C.N. Douglas, comp. Forty Thousand Quotations: Prose and Poetical. 1917.
Political Economy
It is not the insurrections of ignorance that are dangerous, but the revolts of intelligence.
A well-employed and prosperous community can buy and consume. An ill-employed community cannot buy and consume. This is the solution of the whole matter; and the whole science of political economy has not one truth of half so much importance as this.
No, sir, you dare not make war on cotton. No power on earth dares make war upon it. Cotton is king. Until lately the Bank of England was king; but she tried to put her screws as usual, the fall before last, upon the cotton crop, and was utterly vanquished. The last power has been conquered.
The protection of American labor against the injurious competition of foreign labor, so far, at least, as respects general handicraft productions, is known historically to have been one end designed to be obtained by establishing the Constitution; and this object, and the constitutional power to accomplish it, ought never in any degree to be surrendered or compromised.

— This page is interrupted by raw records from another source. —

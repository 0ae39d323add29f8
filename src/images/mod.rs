// src/images/mod.rs
pub mod crop;
pub mod picker;
pub mod worker;

use std::sync::Arc;

use anyhow::{Context, Result};
use metrics::{counter, gauge};

use crate::images::worker::{fetch_images, ImageFetcher};
use crate::metrics::ensure_metrics_described;
use crate::store::Store;

pub const DEFAULT_IMAGE_BATCH: usize = 30;

#[derive(Debug, Default, Clone, PartialEq, Eq)]
pub struct BackfillSummary {
    pub selected: usize,
    pub found: usize,
    pub failed: usize,
    pub write_back_failures: usize,
}

/// Image backfill orchestrator. Every result, found or not, is written back
/// with `update_item`; retry policy belongs to the store's selection query.
pub struct ImageBackfiller {
    store: Arc<dyn Store>,
    fetcher: Arc<ImageFetcher>,
    workers: usize,
    batch: usize,
}

impl ImageBackfiller {
    pub fn new(store: Arc<dyn Store>, fetcher: Arc<ImageFetcher>, workers: usize) -> Self {
        Self {
            store,
            fetcher,
            workers,
            batch: DEFAULT_IMAGE_BATCH,
        }
    }

    pub fn with_batch(mut self, batch: usize) -> Self {
        self.batch = batch;
        self
    }

    pub async fn backfill(&self) -> Result<BackfillSummary> {
        ensure_metrics_described();
        tracing::info!(target: "fetcher", "fetching images");

        let items = self
            .store
            .select_items_needing_images(self.batch)
            .await
            .context("selecting items needing images")?;
        tracing::info!(target: "fetcher", count = items.len(), "images need to be fetched");

        let mut summary = BackfillSummary {
            selected: items.len(),
            ..Default::default()
        };
        if items.is_empty() {
            return Ok(summary);
        }

        let mut results = fetch_images(Arc::clone(&self.fetcher), items, self.workers);
        while let Some(result) = results.next().await {
            match &result.error {
                None => {
                    tracing::info!(target: "fetcher", item = %result.item.id, image = %result.item.image, "found image");
                    summary.found += 1;
                }
                Some(e) => {
                    tracing::warn!(target: "fetcher", item = %result.item.id, error = %e, "error processing image");
                    summary.failed += 1;
                }
            }

            if let Err(e) = self.store.update_item(&result.item).await {
                tracing::error!(target: "fetcher", item = %result.item.id, error = %e, "failed to write item back");
                summary.write_back_failures += 1;
            }
        }

        counter!("fetch_images_total").increment(summary.selected as u64);
        gauge!("fetch_image_backfill_last_run_ts").set(chrono::Utc::now().timestamp() as f64);
        Ok(summary)
    }
}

To tax the community for the advantage of a class is not protection; it is plunder, and I disclaim it; but I ask you to protect the rights and interests of labor generally; in the first place by allowing no free imports from countries which meet you with countervailing duties; and, in the second place, with respect to agricultural produce, to compensate the soil for the burdens from which other classes are free by an equivalent duty. This is my view of what is called protection.